Some forest plants adapt to shade by mixotrophy, i.e., they obtain carbon both from photosynthesis and from their root mycorrhizal fungi. Fully achlorophyllous species using exclusively fungal carbon (the so-called mycoheterotrophic plants) have repeatedly evolved from such mixotrophic ancestors. However, adaptations for this evolutionary transition, and the reasons why it has happened a limited number of times, remain unknown. We investigated this using achlorophyllous variants (i.e., albinos) spontaneously occurring in Cephalanthera damasonium, a mixotrophic orchid. In two populations, we compared albinos with co-occurring green individuals in situ. We investigated vegetative traits, namely, shoot phenology, dormancy, CO2 and H2O leaf exchange, mycorrhizal colonization, degree of mycoheterotrophy (using 13C abundance as a proxy), and susceptibility to pathogens and herbivores. We monitored seed production (in natural or experimental crosses) and seed germination. Albinos displayed (1) more frequent shoot drying at fruiting, possibly due to stomatal dysfunctions, (2) lower basal metabolism, (3) increased sensitivity to pathogens and herbivores, (4) higher dormancy and maladapted sprouting, and, probably due to the previous differences, (5) fewer seeds, with lower germination capacity.
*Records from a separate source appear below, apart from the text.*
/// BMP280 pressure transducer: factory calibration and compensation math
///
/// The transducer reports 20-bit uncompensated temperature and pressure
/// counts. Converting them into physical units needs the 12 trimming
/// coefficients burned into the device at manufacture time. The formula is
/// the floating-point variant from the BMP280 datasheet (section 8.1).
use super::BusError;

pub const DEFAULT_ADDRESS: u8 = 0x76;

/// First register of the 24-byte calibration block (dig_T1 LSB)
pub const REG_CALIBRATION: u8 = 0x88;
pub const CALIBRATION_LEN: usize = 24;

/// ctrl_meas: normal mode, x1 temperature and pressure oversampling
pub const REG_CTRL_MEAS: u8 = 0xF4;
pub const CTRL_MEAS_NORMAL_X1: u8 = 0x27;

/// config: 1000 ms standby between conversions, filter off
pub const REG_CONFIG: u8 = 0xF5;
pub const CONFIG_STANDBY_1000MS: u8 = 0xA0;

/// press_msb .. temp_xlsb, followed by two unused bytes
pub const REG_DATA: u8 = 0xF7;
pub const DATA_LEN: usize = 8;

/// Time given to the transducer to complete a conversion
pub const SAMPLING_PERIOD_MS: u32 = 1000;

/// Factory trimming parameters (dig_T1..dig_T3, dig_P1..dig_P9)
#[derive(Debug, Clone, Copy, PartialEq)]
pub struct CalibrationCoefficients {
    pub t1: f64,
    pub t2: f64,
    pub t3: f64,
    pub p1: f64,
    pub p2: f64,
    pub p3: f64,
    pub p4: f64,
    pub p5: f64,
    pub p6: f64,
    pub p7: f64,
    pub p8: f64,
    pub p9: f64,
}

impl CalibrationCoefficients {
    /// Decode the calibration block.
    ///
    /// All words are little-endian. dig_T1 and dig_P1 are unsigned, the other
    /// ten are two's complement.
    pub fn from_bytes(block: &[u8; CALIBRATION_LEN]) -> Self {
        let unsigned = |i: usize| u16::from_le_bytes([block[i], block[i + 1]]) as f64;
        let signed = |i: usize| i16::from_le_bytes([block[i], block[i + 1]]) as f64;

        CalibrationCoefficients {
            t1: unsigned(0),
            t2: signed(2),
            t3: signed(4),
            p1: unsigned(6),
            p2: signed(8),
            p3: signed(10),
            p4: signed(12),
            p5: signed(14),
            p6: signed(16),
            p7: signed(18),
            p8: signed(20),
            p9: signed(22),
        }
    }
}

/// Uncompensated 20-bit conversion results
#[derive(Debug, Clone, Copy, PartialEq, Eq)]
pub struct RawSample {
    pub pressure: u32,
    pub temperature: u32,
}

impl RawSample {
    /// Split the data registers into the two 20-bit counts.
    ///
    /// Each value spans msb, lsb and the top nibble of xlsb.
    pub fn from_bytes(data: &[u8; DATA_LEN]) -> Self {
        let assemble = |msb: u8, lsb: u8, xlsb: u8| {
            ((msb as u32) << 12) | ((lsb as u32) << 4) | ((xlsb as u32) >> 4)
        };

        RawSample {
            pressure: assemble(data[0], data[1], data[2]),
            temperature: assemble(data[3], data[4], data[5]),
        }
    }
}

/// Compensated reading
#[derive(Debug, Clone, Copy, PartialEq)]
pub struct PressureReading {
    /// Station pressure, hPa
    pub pressure_hpa: f64,
    /// Die temperature of the transducer, °C
    pub temperature_c: f64,
}

/// Apply the datasheet compensation to a raw sample.
///
/// Returns station pressure; no sea-level reduction is done. A zero divisor
/// (blank or corrupt dig_P1) or a non-finite intermediate is an error.
pub fn compensate(
    cal: &CalibrationCoefficients,
    raw: RawSample,
) -> Result<PressureReading, BusError> {
    let adc_t = raw.temperature as f64;
    let adc_p = raw.pressure as f64;

    let var1 = (adc_t / 16384.0 - cal.t1 / 1024.0) * cal.t2;
    let var2 = (adc_t / 131072.0 - cal.t1 / 8192.0).powi(2) * cal.t3;
    let t_fine = var1 + var2;

    let var1 = t_fine / 2.0 - 64000.0;
    let var2 = var1 * var1 * cal.p6 / 32768.0 + var1 * cal.p5 * 2.0;
    let var2 = var2 / 4.0 + cal.p4 * 65536.0;
    let var1 = (cal.p3 * var1 * var1 / 524288.0 + cal.p2 * var1) / 524288.0;
    let var1 = (1.0 + var1 / 32768.0) * cal.p1;

    if var1 == 0.0 {
        return Err(BusError::Compensation(
            "pressure divisor is zero, calibration looks blank".to_string(),
        ));
    }

    let p = (1048576.0 - adc_p - var2 / 4096.0) * 6250.0 / var1;
    let pascal = p + (cal.p9 * p * p / 2147483648.0 + p * cal.p8 / 32768.0 + cal.p7) / 16.0;
    let pressure_hpa = pascal / 100.0;

    if !pressure_hpa.is_finite() {
        return Err(BusError::Compensation(format!(
            "non-finite pressure from raw sample {:?}",
            raw
        )));
    }

    Ok(PressureReading {
        pressure_hpa,
        temperature_c: t_fine / 5120.0,
    })
}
Over the growing season, green shoots shifted from using fungal carbon to an increasingly efficient photosynthesis at time of fruiting, when fungal colonization reached its minimum. Conversely, the lack of photosynthesis in fruiting albinos may contribute to carbon limitation, and to the above-mentioned trends. With a 103× fitness reduction, albinos failed a successful transition to mycoheterotrophy because some traits inherited from their green ancestors are maladaptive. Conversely, mycoheterotrophy requires at least degeneration of leaves and stomata, optimization of the temporal pattern of fungal colonization and shoot sprouting, and new defenses against pathogens and herbivores. Transition to mycoheterotrophy likely requires progressive, joint evolution of these traits, while a sudden loss of photosynthesis leads to unfit plants. We provide explanations for the evolutionary stability of mixotrophic nutrition and for the rarity of emergence of carbon sinks in mycorrhizal networks. More broadly, this may explain what prevents the emergence of fully heterotrophic taxa in the numerous other mixotrophic plant or algal lineages recently described.